Providers have now completed three PRF reporting cycles. Upon completion of some of those reports, providers may have been required to return unused funds. In other cases, nursing homes who failed to report on their targeted SNF Distributions and/or Nursing Home Infection Control payments may also be required to return those funds due to non-compliance. In both cases, HRSA has sent letters to these providers indicating funds must be returned. If you believe you received one of these notices in error, now is the time to reach out to HRSA to resolve these issues. While you are seeking to get answers, HRSA staff say do NOT return the funds until you have exhausted your appeal options. The initial letters telling you to return the funds are a first step. Ultimately, if the funds are not returned, providers will receive what is called a “demand letter.” It is at this point that the provider will have the opportunity to make their case for why they do not believe they need to return the funds. This will be done through a prescribed appeals process. The appeal decision will be the final decision and it is at that point that the provider will need to return funds, if still necessary. 

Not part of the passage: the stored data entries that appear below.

//! Typed view over the open-ended `-D key=value` options map

use std::collections::BTreeMap;

use super::defaults;
use crate::error::{CodegenError, Result};

/// Registry name of the metadata provider
pub const METADATA_PROVIDER: &str = "metadata-provider";
/// Registry name of the source renderer
pub const RENDERER: &str = "renderer";
/// Registry name of the code formatter
pub const CODE_FORMATTER: &str = "code-formatter";
/// Schema for unqualified tables in DDL files
pub const DDL_DEFAULT_SCHEMA: &str = "ddl-default-schema";
/// Trait path implemented by every generated facade
pub const TABLE_FACADE_TRAIT: &str = "table-facade-trait";
/// Extra derives for generated row structs (comma-separated)
pub const ROW_DERIVES: &str = "row-derives";
/// Widen numeric columns to `i64` / `f64`
pub const USE_NUMBER_CLASS: &str = "use-number-class";
/// Render nullable columns without an `Option` wrapper
pub const NOT_USE_NULL_GUARD: &str = "not-use-null-guard";

/// Backend options resolved from the raw options map
#[derive(Debug, Clone, PartialEq, Eq)]
pub struct BackendOptions {
    pub metadata_provider: String,
    pub renderer: String,
    pub code_formatter: String,
    pub ddl_default_schema: String,
    pub table_facade_trait: Option<String>,
    pub row_derives: Vec<String>,
    pub use_number_class: bool,
    pub not_use_null_guard: bool,
    /// Backend-specific keys facadegen does not interpret
    pub passthrough: BTreeMap<String, String>,
}

impl Default for BackendOptions {
    fn default() -> Self {
        Self {
            metadata_provider: defaults::METADATA_PROVIDER.to_string(),
            renderer: defaults::RENDERER.to_string(),
            code_formatter: defaults::CODE_FORMATTER.to_string(),
            ddl_default_schema: defaults::DDL_DEFAULT_SCHEMA.to_string(),
            table_facade_trait: None,
            row_derives: Vec::new(),
            use_number_class: false,
            not_use_null_guard: false,
            passthrough: BTreeMap::new(),
        }
    }
}

impl BackendOptions {
    /// Resolve typed options; empty values fall back to defaults
    pub fn from_map(raw: &BTreeMap<String, String>) -> Result<Self> {
        let mut options = BackendOptions::default();

        for (key, value) in raw {
            let value = value.trim();
            if value.is_empty() {
                continue;
            }
            match key.as_str() {
                METADATA_PROVIDER => options.metadata_provider = value.to_string(),
                RENDERER => options.renderer = value.to_string(),
                CODE_FORMATTER => options.code_formatter = value.to_string(),
                DDL_DEFAULT_SCHEMA => options.ddl_default_schema = value.to_string(),
                TABLE_FACADE_TRAIT => options.table_facade_trait = Some(value.to_string()),
                ROW_DERIVES => {
                    options.row_derives = value
                        .split(',')
                        .map(|s| s.trim().to_string())
                        .filter(|s| !s.is_empty())
                        .collect();
                }
                USE_NUMBER_CLASS => options.use_number_class = parse_flag(key, value)?,
                NOT_USE_NULL_GUARD => options.not_use_null_guard = parse_flag(key, value)?,
                _ => {
                    options.passthrough.insert(key.clone(), value.to_string());
                }
            }
        }

        Ok(options)
    }
}

fn parse_flag(key: &str, value: &str) -> Result<bool> {
    match value.to_ascii_lowercase().as_str() {
        "true" | "yes" | "1" | "on" => Ok(true),
        "false" | "no" | "0" | "off" => Ok(false),
        _ => Err(CodegenError::ConfigError(format!(
            "Option {} expects a boolean, got '{}'",
            key, value
        ))),
    }
}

Providers who are considered out of compliance with the PRF payment terms and conditions (e.g., failure to report, failure to return required funds) are not eligible to received additional PRF distributions. Therefore, if this situation applies, it is imperative that the provider resolve the issue with HRSA, as it may be holding up receipt of a Phase 4 distribution for which they are eligible. LeadingAge members who are unable to resolve these issues with the Provider Support Line (866-569-3522), should reach out to Nicole Fallon for help.

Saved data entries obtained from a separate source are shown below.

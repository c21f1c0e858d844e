//! Mapping between tables and facade file locations

use std::path::{Component, Path, PathBuf};

use super::naming::{CompilationUnitNamer, PackageNameRule};
use crate::config::GeneratorConfig;
use crate::error::{CodegenError, Result};
use crate::metadata::TableIdentifier;

/// A table together with the file its facade is written to
#[derive(Debug, Clone, PartialEq, Eq)]
pub struct GenerationTarget {
    pub table: TableIdentifier,
    pub destination: PathBuf,
}

/// Resolves output paths for a configuration
///
/// `output_dir/<package segments>/<sanitized schema>/<unit name>`
pub struct PathResolver<'a> {
    config: &'a GeneratorConfig,
    package_rule: &'a dyn PackageNameRule,
    namer: &'a dyn CompilationUnitNamer,
}

impl<'a> PathResolver<'a> {
    pub fn new(
        config: &'a GeneratorConfig,
        package_rule: &'a dyn PackageNameRule,
        namer: &'a dyn CompilationUnitNamer,
    ) -> Self {
        Self {
            config,
            package_rule,
            namer,
        }
    }

    /// Output root with one component per package segment
    pub fn package_path(&self) -> PathBuf {
        self.config
            .package_name
            .split('.')
            .filter(|segment| !segment.is_empty())
            .fold(self.config.output_dir.clone(), |path, segment| {
                path.join(segment)
            })
    }

    /// Directory holding the facades of a schema
    pub fn schema_path(&self, schema: &str) -> PathBuf {
        self.package_path().join(self.package_rule.sanitize(schema))
    }

    /// File the facade of a table is written to
    pub fn facade_path(&self, table: &TableIdentifier) -> PathBuf {
        self.schema_path(table.schema())
            .join(self.namer.unit_name(table.table()))
    }

    /// The facade location of a table, refused unless it lies below the package path
    pub fn target(&self, table: &TableIdentifier) -> Result<GenerationTarget> {
        let destination = self.facade_path(table);
        let inside = destination
            .strip_prefix(self.package_path())
            .map(|rest| {
                rest.components().next().is_some()
                    && rest.components().all(|c| matches!(c, Component::Normal(_)))
            })
            .unwrap_or(false);
        if !inside {
            return Err(CodegenError::InvalidFacadePath(destination));
        }
        Ok(GenerationTarget {
            table: table.clone(),
            destination,
        })
    }

    /// Extension of facade files
    pub fn extension(&self) -> &str {
        self.namer.extension()
    }

    /// Recover a table from a facade path found on disk
    ///
    /// The schema is the parent directory name and the table is the file
    /// name without the facade extension.
    pub fn table_from_facade_path(&self, path: &Path) -> Result<TableIdentifier> {
        let invalid = || CodegenError::InvalidFacadePath(path.to_path_buf());

        let suffix = format!(".{}", self.namer.extension());
        let table = path
            .file_name()
            .and_then(|name| name.to_str())
            .and_then(|name| name.strip_suffix(suffix.as_str()))
            .ok_or_else(invalid)?;
        let schema = path
            .parent()
            .and_then(Path::file_name)
            .and_then(|name| name.to_str())
            .ok_or_else(invalid)?;

        TableIdentifier::new(schema, table).map_err(|_| invalid())
    }
}
//! Command-line argument handling.
//!
//! Top-level routing is an exact-match table (see `dispatch`). The tokens
//! after `new` are read by position: the first is the project name, and
//! `--init-git` only counts as the second token. clap describes `new` so
//! that `new --help` prints proper help text.

use std::ffi::OsString;

use clap::{CommandFactory, Parser};

use crate::error::{CliError, CliResult};

/// The only flag `new` understands, and only directly after the name.
pub const INIT_GIT_FLAG: &str = "--init-git";

const HELP_FLAG: &str = "--help";

/// Arguments for `cppstarter new`.
#[derive(Debug, Clone, PartialEq, Eq, Parser)]
#[command(
    name = "new",
    bin_name = "cppstarter new",
    about = "Create a new C++ project",
    disable_version_flag = true,
    after_help = "EXAMPLES:\n\
        \x20 cppstarter new Demo\n\
        \x20 cppstarter new Demo --init-git"
)]
pub struct NewArgs {
    /// Directory to create in the current working directory.
    #[arg(
        value_name = "ProjectName",
        help = "Name of the project to create",
        allow_hyphen_values = true
    )]
    pub name: Option<String>,

    /// Initialise a git repository inside the new project.
    #[arg(long = "init-git", help = "Run 'git init' inside the new project")]
    pub init_git: bool,

    /// Tokens after the name that are not the git flag. Ignored.
    #[arg(hide = true, trailing_var_arg = true, allow_hyphen_values = true, num_args = 0..)]
    pub extra: Vec<String>,
}

impl NewArgs {
    /// Read the tokens that follow `new`. Never fails: a missing name is
    /// reported by the caller, and unknown tokens are kept in `extra`.
    pub fn from_tokens(tokens: &[String]) -> Self {
        let name = tokens.first().cloned();
        let rest = tokens.get(1..).unwrap_or_default();
        let init_git = rest.first().map(String::as_str) == Some(INIT_GIT_FLAG);
        let extra = rest[usize::from(init_git)..].to_vec();
        Self {
            name,
            init_git,
            extra,
        }
    }

    /// `new --help` asks for help instead of naming a project.
    pub fn is_help_request(tokens: &[String]) -> bool {
        tokens.first().map(String::as_str) == Some(HELP_FLAG)
    }

    pub fn help_text() -> String {
        Self::command().render_help().to_string()
    }
}

/// Convert raw process arguments, refusing any that are not UTF-8.
pub fn utf8_args<I>(args: I) -> CliResult<Vec<String>>
where
    I: IntoIterator<Item = OsString>,
{
    args.into_iter()
        .map(|arg| {
            arg.into_string().map_err(|raw| CliError::InvalidArguments {
                message: format!(
                    "Argument '{}' is not valid UTF-8.",
                    raw.to_string_lossy()
                ),
            })
        })
        .collect()
}

#[cfg(test)]
mod tests {
    use super::*;

    fn read(tokens: &[&str]) -> NewArgs {
        let owned: Vec<String> = tokens.iter().map(|s| s.to_string()).collect();
        NewArgs::from_tokens(&owned)
    }

    #[test]
    fn new_args_structure_is_valid() {
        NewArgs::command().debug_assert();
    }

    #[test]
    fn name_only() {
        let args = read(&["Demo"]);
        assert_eq!(args.name.as_deref(), Some("Demo"));
        assert!(!args.init_git);
        assert!(args.extra.is_empty());
    }

    #[test]
    fn init_git_directly_after_name() {
        assert!(read(&["Demo", "--init-git"]).init_git);
    }

    #[test]
    fn any_other_second_token_leaves_git_off() {
        for other in ["somethingElse", "--force", "-x"] {
            let args = read(&["Demo", other]);
            assert_eq!(args.name.as_deref(), Some("Demo"));
            assert!(!args.init_git, "{other} must not enable git");
            assert_eq!(args.extra, [other]);
        }
    }

    #[test]
    fn init_git_after_an_extra_token_is_ignored() {
        assert!(!read(&["Demo", "other", "--init-git"]).init_git);
    }

    #[test]
    fn repeated_flag_still_enables_git() {
        let args = read(&["Demo", "--init-git", "--init-git"]);
        assert!(args.init_git);
        assert_eq!(args.extra, ["--init-git"]);
    }

    #[test]
    fn leading_flag_is_the_project_name() {
        let args = read(&["--init-git", "Foo"]);
        assert_eq!(args.name.as_deref(), Some("--init-git"));
        assert!(!args.init_git);
    }

    #[test]
    fn dash_prefixed_name_is_accepted() {
        assert_eq!(read(&["-dash"]).name.as_deref(), Some("-dash"));
    }

    #[test]
    fn missing_name_reads_as_none() {
        assert_eq!(read(&[]).name, None);
    }

    #[test]
    fn empty_name_is_kept_for_domain_validation() {
        assert_eq!(read(&[""]).name.as_deref(), Some(""));
    }

    #[test]
    fn help_is_only_recognised_first() {
        assert!(NewArgs::is_help_request(&["--help".to_string()]));
        assert!(!NewArgs::is_help_request(&[
            "Demo".to_string(),
            "--help".to_string()
        ]));
        assert!(NewArgs::help_text().contains("--init-git"));
    }

    #[test]
    fn utf8_arguments_pass_through() {
        let args = utf8_args(["new".into(), "Demo".into()]).unwrap();
        assert_eq!(args, ["new", "Demo"]);
    }

    #[cfg(unix)]
    #[test]
    fn non_utf8_argument_is_rejected() {
        use std::os::unix::ffi::OsStringExt;

        let bad = OsString::from_vec(b"De\xffmo".to_vec());
        let err = utf8_args(["new".into(), bad]).unwrap_err();
        assert!(matches!(err, CliError::InvalidArguments { .. }));
        assert!(err.to_string().contains("not valid UTF-8"));
    }
}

January Webinar on Update PRF Reporting Requirements

HRSA staff are planning a webinar for providers in January to walk through the changes to the PRF reporting requirements that were made on October 27, 2022. The focus of the webinar will be on the addition of the American Rescue Plan (ARP) Rural payment reporting and how it intersects with reporting on Phase 4 general distributions.

The Future of PRF

LeadingAge also learned that while some PRF payments are being returned, the amount is not meaningful. Therefore, no future PRF funding opportunities are expected.